Proposition 1a: The largest shareholder in private firms will embark on tunneling if three conditions co-exist: high leverage, low floating ratio, and them holding a relatively low share of equity.
Proposition 1b: In state-controlled firms a relatively low share of equity in the hands of the largest shareholder in combination with high leverage and small firm size leads to tunneling.
In addition to the incentives discussed above, three propositions concern the commitment to best practices in corporate governance. The insights from Chen et al. (2011) suggest that firm-level corporate practices can keep tunneling behavior in check in the event that the controlling shareholder has the incentives and ability to engage in it. An independent board (Liu & Lu, 2007), proactive disclosure (Yuan et al., 2009) and rigorous internal audit (Xie et al., 2003) can contribute to preventing expropriation. The recent literature suggesting that corporate governance practices may be simultaneously complementary and substitutive (Garcia-Castro et al., 2013) warrants the formulation of the following proposition:
Proposition 2: Provided that there are sufficient incentives for tunneling, the lack of at least two out of these three governance mechanisms leads to tunneling behavior: board independence, proactive disclosure, and independent internal auditing.
Yet, this proposition does not encompass the extent of the causal complexity at play in the principal-principal problem. An important factor lies in the role of large minority shareholders, but past literature suggests that this condition may be marked by causal asymmetry. The inclination of such investors in Asia to collude in the diversion of cash flow, as opposed to those in Europe, may trickle from a lack of disclosure (Faccio et al., 2001). Disclosure may therefore be a crucial complementary element with the presence or large minority shareholders if these outsiders are to effectively monitor insiders.
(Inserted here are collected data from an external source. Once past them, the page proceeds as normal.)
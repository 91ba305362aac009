//! Registration, login and the bearer-token gate.
//!
//! Tokens are stateless HS256 JWTs carrying the user id in `sub`. The gate
//! re-reads the user on every request, so a token for a deleted account stops
//! working immediately.

use std::sync::Arc;

use axum::extract::{Request, State};
use axum::http::header;
use axum::middleware::Next;
use axum::response::Response;
use jsonwebtoken::{DecodingKey, EncodingKey, Header, Validation, decode, encode};
use serde::{Deserialize, Serialize};
use time::{Duration, OffsetDateTime};

use crate::AppState;
use crate::error::{ApiError, ApiResult};
use crate::models::{LoginRequest, NewUser, RegisterRequest, User};
use crate::store::{Store, StoreError};

#[derive(Debug, Clone, PartialEq, Eq, Serialize, Deserialize)]
pub struct Claims {
    /// User id, as a decimal string.
    pub sub: String,
    pub iat: i64,
    pub exp: i64,
}

pub struct AuthService {
    store: Arc<dyn Store>,
    encoding: EncodingKey,
    decoding: DecodingKey,
    token_ttl: Duration,
    bcrypt_cost: u32,
}

impl AuthService {
    pub fn new(store: Arc<dyn Store>, secret: &str, token_ttl_hours: i64, bcrypt_cost: u32) -> Self {
        Self {
            store,
            encoding: EncodingKey::from_secret(secret.as_bytes()),
            decoding: DecodingKey::from_secret(secret.as_bytes()),
            token_ttl: Duration::hours(token_ttl_hours),
            bcrypt_cost,
        }
    }

    /// Creates an account and returns it with a fresh token.
    pub async fn register(&self, req: RegisterRequest) -> ApiResult<(User, String)> {
        if req.username.is_empty() || req.email.is_empty() || req.password.is_empty() {
            return Err(ApiError::Validation("Missing required fields".to_string()));
        }
        if self.store.find_user_by_username(&req.username).await?.is_some() {
            return Err(ApiError::Conflict("Username already exists".to_string()));
        }
        if self.store.find_user_by_email(&req.email).await?.is_some() {
            return Err(ApiError::Conflict("Email already exists".to_string()));
        }

        let cost = self.bcrypt_cost;
        let password = req.password;
        let password_hash = tokio::task::spawn_blocking(move || bcrypt::hash(password, cost))
            .await?
            .map_err(|e| ApiError::Internal(format!("password hashing failed: {e}")))?;

        let user = self
            .store
            .create_user(NewUser { username: req.username, email: req.email, password_hash })
            .await
            .map_err(|e| match e {
                StoreError::UniqueViolation(_) => ApiError::Conflict("Username or email already exists".to_string()),
                other => ApiError::Store(other),
            })?;

        tracing::info!(user_id = user.id, "user registered");
        let token = self.issue_token(user.id)?;
        Ok((user, token))
    }

    pub async fn login(&self, req: LoginRequest) -> ApiResult<(User, String)> {
        let Some(user) = self.store.find_user_by_username(&req.username).await? else {
            return Err(ApiError::InvalidCredentials);
        };

        let hash = user.password_hash.clone();
        let valid = tokio::task::spawn_blocking(move || bcrypt::verify(req.password, &hash))
            .await?
            .unwrap_or(false);
        if !valid {
            return Err(ApiError::InvalidCredentials);
        }

        let token = self.issue_token(user.id)?;
        Ok((user, token))
    }

    pub fn issue_token(&self, user_id: i64) -> ApiResult<String> {
        let now = OffsetDateTime::now_utc();
        let claims = Claims {
            sub: user_id.to_string(),
            iat: now.unix_timestamp(),
            exp: (now + self.token_ttl).unix_timestamp(),
        };
        encode(&Header::default(), &claims, &self.encoding)
            .map_err(|e| ApiError::Internal(format!("token signing failed: {e}")))
    }

    /// Checks signature and expiry and returns the user id the token was issued for.
    pub fn verify_token(&self, token: &str) -> ApiResult<i64> {
        let data = decode::<Claims>(token, &self.decoding, &Validation::default()).map_err(|e| {
            tracing::debug!(error = %e, "rejected token");
            ApiError::InvalidToken
        })?;
        data.claims.sub.parse().map_err(|_| ApiError::InvalidToken)
    }

    /// Resolves an `Authorization` header value to the acting user.
    ///
    /// The `Bearer ` prefix is optional.
    pub async fn authenticate(&self, authorization: Option<&str>) -> ApiResult<User> {
        let credential = authorization.filter(|value| !value.is_empty()).ok_or(ApiError::MissingToken)?;
        let token = credential.strip_prefix("Bearer ").unwrap_or(credential);
        let user_id = self.verify_token(token)?;
        self.store.find_user_by_id(user_id).await?.ok_or(ApiError::InvalidToken)
    }
}

/// Middleware for protected routes: puts the authenticated [`User`] into request extensions.
pub async fn require_user(State(state): State<AppState>, mut req: Request, next: Next) -> Result<Response, ApiError> {
    let authorization = match req.headers().get(header::AUTHORIZATION) {
        Some(value) => Some(value.to_str().map_err(|_| ApiError::InvalidToken)?.to_owned()),
        None => None,
    };
    let user = state.auth.authenticate(authorization.as_deref()).await?;
    req.extensions_mut().insert(user);
    Ok(next.run(req).await)
}

#[cfg(test)]
mod tests {
    use super::*;
    use crate::store::MemoryStore;

    /// Minimum cost accepted by bcrypt (the crate keeps its own `MIN_COST` private).
    const BCRYPT_MIN_COST: u32 = 4;

    fn service() -> AuthService {
        AuthService::new(Arc::new(MemoryStore::new()), "test-secret", 24, BCRYPT_MIN_COST)
    }

    fn register_req(username: &str, email: &str) -> RegisterRequest {
        RegisterRequest { username: username.to_string(), email: email.to_string(), password: "hunter22".to_string() }
    }

    #[tokio::test]
    async fn test_token_round_trips_to_user() {
        let auth = service();
        let (user, token) = auth.register(register_req("ada", "ada@example.com")).await.unwrap();

        assert_eq!(auth.verify_token(&token).unwrap(), user.id);
        let bearer = format!("Bearer {token}");
        assert_eq!(auth.authenticate(Some(bearer.as_str())).await.unwrap().id, user.id);
        assert_eq!(auth.authenticate(Some(token.as_str())).await.unwrap().id, user.id);
    }

    #[tokio::test]
    async fn test_password_is_hashed() {
        let auth = service();
        let (user, _) = auth.register(register_req("ada", "ada@example.com")).await.unwrap();
        assert_ne!(user.password_hash, "hunter22");
        assert!(bcrypt::verify("hunter22", &user.password_hash).unwrap());
    }

    #[tokio::test]
    async fn test_duplicate_username_conflicts() {
        let auth = service();
        auth.register(register_req("ada", "ada@example.com")).await.unwrap();
        let err = auth.register(register_req("ada", "other@example.com")).await.unwrap_err();
        assert!(matches!(err, ApiError::Conflict(ref m) if m == "Username already exists"));
    }

    #[tokio::test]
    async fn test_missing_fields() {
        let err = service().register(register_req("", "ada@example.com")).await.unwrap_err();
        assert!(matches!(err, ApiError::Validation(_)));
    }

    #[tokio::test]
    async fn test_login_rejects_wrong_password() {
        let auth = service();
        auth.register(register_req("ada", "ada@example.com")).await.unwrap();

        let wrong = LoginRequest { username: "ada".to_string(), password: "nope".to_string() };
        assert!(matches!(auth.login(wrong).await, Err(ApiError::InvalidCredentials)));

        let unknown = LoginRequest { username: "bob".to_string(), password: "hunter22".to_string() };
        assert!(matches!(auth.login(unknown).await, Err(ApiError::InvalidCredentials)));

        let right = LoginRequest { username: "ada".to_string(), password: "hunter22".to_string() };
        assert!(auth.login(right).await.is_ok());
    }

    #[tokio::test]
    async fn test_gate_failures() {
        let auth = service();
        assert!(matches!(auth.authenticate(None).await, Err(ApiError::MissingToken)));
        assert!(matches!(auth.authenticate(Some("Bearer garbage")).await, Err(ApiError::InvalidToken)));

        let other = AuthService::new(Arc::new(MemoryStore::new()), "other-secret", 24, BCRYPT_MIN_COST);
        let foreign = other.issue_token(1).unwrap();
        assert!(matches!(auth.authenticate(Some(foreign.as_str())).await, Err(ApiError::InvalidToken)));

        let orphan = auth.issue_token(999).unwrap();
        assert!(matches!(auth.authenticate(Some(orphan.as_str())).await, Err(ApiError::InvalidToken)));
    }

    #[tokio::test]
    async fn test_expired_token_rejected() {
        let auth = AuthService::new(Arc::new(MemoryStore::new()), "test-secret", -1, BCRYPT_MIN_COST);
        let token = auth.issue_token(1).unwrap();
        assert!(matches!(auth.verify_token(&token), Err(ApiError::InvalidToken)));
    }
}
Proposition 3: Provided that there are sufficient incentives for tunneling (see P1) and that there are large minority shareholders, a lack of proactive disclosure is a crucial element contributing to tunneling.
Secondly, past literature is equivocal on the role of independent directors. As suggested in
proposition 2, a conjunction with other corporate governance practices may instill more vigilance in safeguarding the interests of minority investors (Aguilera et al., 2008). Yet, especially in the Chinese context, boards may be used as rent generating mechanisms to reward friends of the regime (Su et al., 2008). It is expected that such rent seeking motives are mostly salient in state controlled firms, where nominations are used as an instrument to entrench the Party Nomenklatura (Brødsgaard, 2012).
Proposition 4: In state controlled firms, a high proportion of independent directors contributes to tunneling.
In what follows, a configurational analysis on a large sample of Chinese listed firms explores the causal conditions and interactions that emerge in the bundles of conditions that lead to tunneling behavior and those that avert it. The results are discussed in light of the preceding theoretically grounded propositions.